» Task details
Filter this data down to the lines that hold "error", and copy them.

» Stored items

————————

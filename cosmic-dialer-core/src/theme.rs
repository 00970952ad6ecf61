//! Light and dark color palettes shared across screens

use serde::{Deserialize, Serialize};
use std::sync::{Arc, RwLock};
use tracing::debug;

#[derive(Debug, Clone, Copy, PartialEq, Eq, Default, Serialize, Deserialize)]
#[serde(rename_all = "lowercase")]
pub enum ThemeVariant {
    #[default]
    Light,
    Dark,
}

impl ThemeVariant {
    pub fn as_str(&self) -> &'static str {
        match self {
            ThemeVariant::Light => "light",
            ThemeVariant::Dark => "dark",
        }
    }

    pub fn palette(&self) -> Palette {
        match self {
            ThemeVariant::Light => LIGHT,
            ThemeVariant::Dark => DARK,
        }
    }
}

/// Screen colors as CSS color strings
#[derive(Debug, Clone, Copy, PartialEq, Eq)]
pub struct Palette {
    pub background: &'static str,
    pub text: &'static str,
    pub primary: &'static str,
    pub accent: &'static str,
    pub secondary: &'static str,
    pub surface: &'static str,
    pub error: &'static str,
    pub transparent: &'static str,
}

pub const LIGHT: Palette = Palette {
    background: "#FFFFFF",
    text: "#333333",
    primary: "#6200EE",
    accent: "#03DAC6",
    secondary: "#018786",
    surface: "#F5F5F5",
    error: "#B00020",
    transparent: "rgba(0,0,0,0)",
};

pub const DARK: Palette = Palette {
    background: "#121212",
    text: "#E1E1E1",
    primary: "#BB86FC",
    accent: "#03DAC6",
    secondary: "#03DAC6",
    surface: "#1E1E1E",
    error: "#CF6679",
    transparent: "rgba(0,0,0,0)",
};

/// Shared handle to the current theme
#[derive(Debug, Clone, Default)]
pub struct ThemeStore {
    variant: Arc<RwLock<ThemeVariant>>,
}

impl ThemeStore {
    pub fn new(variant: ThemeVariant) -> Self {
        Self {
            variant: Arc::new(RwLock::new(variant)),
        }
    }

    pub fn variant(&self) -> ThemeVariant {
        *self
            .variant
            .read()
            .unwrap_or_else(|poisoned| poisoned.into_inner())
    }

    pub fn theme(&self) -> Palette {
        self.variant().palette()
    }

    pub fn is_dark(&self) -> bool {
        self.variant() == ThemeVariant::Dark
    }

    /// Switch between light and dark, returning the new variant
    pub fn toggle(&self) -> ThemeVariant {
        let mut variant = self
            .variant
            .write()
            .unwrap_or_else(|poisoned| poisoned.into_inner());
        *variant = match *variant {
            ThemeVariant::Light => ThemeVariant::Dark,
            ThemeVariant::Dark => ThemeVariant::Light,
        };
        debug!("Theme switched to {}", variant.as_str());
        *variant
    }
}

#[cfg(test)]
mod tests {
    use super::*;

    #[test]
    fn test_default_is_light() {
        let store = ThemeStore::default();
        assert!(!store.is_dark());
        assert_eq!(store.theme().background, "#FFFFFF");
    }

    #[test]
    fn test_toggle_is_shared_between_handles() {
        let store = ThemeStore::new(ThemeVariant::Light);
        let other = store.clone();

        assert_eq!(store.toggle(), ThemeVariant::Dark);
        assert!(other.is_dark());
        assert_eq!(other.theme().primary, "#BB86FC");

        other.toggle();
        assert!(!store.is_dark());
    }

    #[test]
    fn test_variant_from_config_string() {
        let variant: ThemeVariant = serde_json::from_str("\"dark\"").unwrap();
        assert_eq!(variant, ThemeVariant::Dark);
    }
}
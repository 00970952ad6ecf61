//! Call timing constants and cancelable timer handles

use std::time::Duration;
use tokio::task::JoinHandle;

/// How long a call may stay in `Connecting` before it fails
pub const CONNECT_TIMEOUT: Duration = Duration::from_secs(60);

/// How long the failure message stays on screen
pub const FAILURE_DISPLAY_DELAY: Duration = Duration::from_secs(3);

/// Delay between hang-up and leaving the call screen with native audio
pub const END_DELAY_NATIVE: Duration = Duration::from_secs(2);

/// Delay between hang-up and leaving the call screen without native audio
pub const END_DELAY_FALLBACK: Duration = Duration::from_secs(5);

/// Call clock resolution
pub const TICK_INTERVAL: Duration = Duration::from_secs(1);

/// Timing parameters of a call session
#[derive(Debug, Clone, Copy, PartialEq, Eq)]
pub struct CallTimings {
    pub connect_timeout: Duration,
    pub failure_display: Duration,
    pub end_delay_native: Duration,
    pub end_delay_fallback: Duration,
    pub tick_interval: Duration,
}

impl Default for CallTimings {
    fn default() -> Self {
        Self {
            connect_timeout: CONNECT_TIMEOUT,
            failure_display: FAILURE_DISPLAY_DELAY,
            end_delay_native: END_DELAY_NATIVE,
            end_delay_fallback: END_DELAY_FALLBACK,
            tick_interval: TICK_INTERVAL,
        }
    }
}

impl CallTimings {
    /// Hang-up display delay for the given audio capability
    pub fn end_delay(&self, native_audio: bool) -> Duration {
        if native_audio {
            self.end_delay_native
        } else {
            self.end_delay_fallback
        }
    }
}

/// Timers started by a call session, one slot per purpose
///
/// A state that starts a timer stores its handle here; leaving that state
/// cancels exactly that slot. A task that is itself finishing a transition
/// detaches its own handle instead of aborting it.
#[derive(Debug, Default)]
pub(crate) struct CallTimers {
    /// Started on entering `Connecting`
    pub connect_timeout: Option<JoinHandle<()>>,
    /// Ringback and ring simulation, started on entering `Connecting`
    pub establish: Option<JoinHandle<()>>,
    /// Per-second clock, started on entering `Active`
    pub clock: Option<JoinHandle<()>>,
    /// Delayed return to the contact list, started on `Ending` or `Failed`
    pub exit: Option<JoinHandle<()>>,
}

impl CallTimers {
    pub fn cancel_connect_timeout(&mut self) {
        cancel(&mut self.connect_timeout);
    }

    pub fn cancel_establish(&mut self) {
        cancel(&mut self.establish);
    }

    pub fn cancel_clock(&mut self) {
        cancel(&mut self.clock);
    }

    pub fn cancel_all(&mut self) {
        cancel(&mut self.connect_timeout);
        cancel(&mut self.establish);
        cancel(&mut self.clock);
        cancel(&mut self.exit);
    }
}

fn cancel(slot: &mut Option<JoinHandle<()>>) {
    if let Some(handle) = slot.take() {
        handle.abort();
    }
}

#[cfg(test)]
mod tests {
    use super::*;

    #[test]
    fn test_default_timings() {
        let timings = CallTimings::default();
        assert_eq!(timings.connect_timeout, Duration::from_secs(60));
        assert_eq!(timings.failure_display, Duration::from_secs(3));
        assert_eq!(timings.end_delay(true), Duration::from_secs(2));
        assert_eq!(timings.end_delay(false), Duration::from_secs(5));
    }

    #[tokio::test]
    async fn test_cancel_aborts_task() {
        let mut timers = CallTimers::default();
        let handle = tokio::spawn(std::future::pending::<()>());
        timers.clock = Some(handle);

        timers.cancel_all();
        assert!(timers.clock.is_none());
    }
}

————————

» Exercise result
    pub error: &'static str,
    error: "#B00020",
    error: "#CF6679",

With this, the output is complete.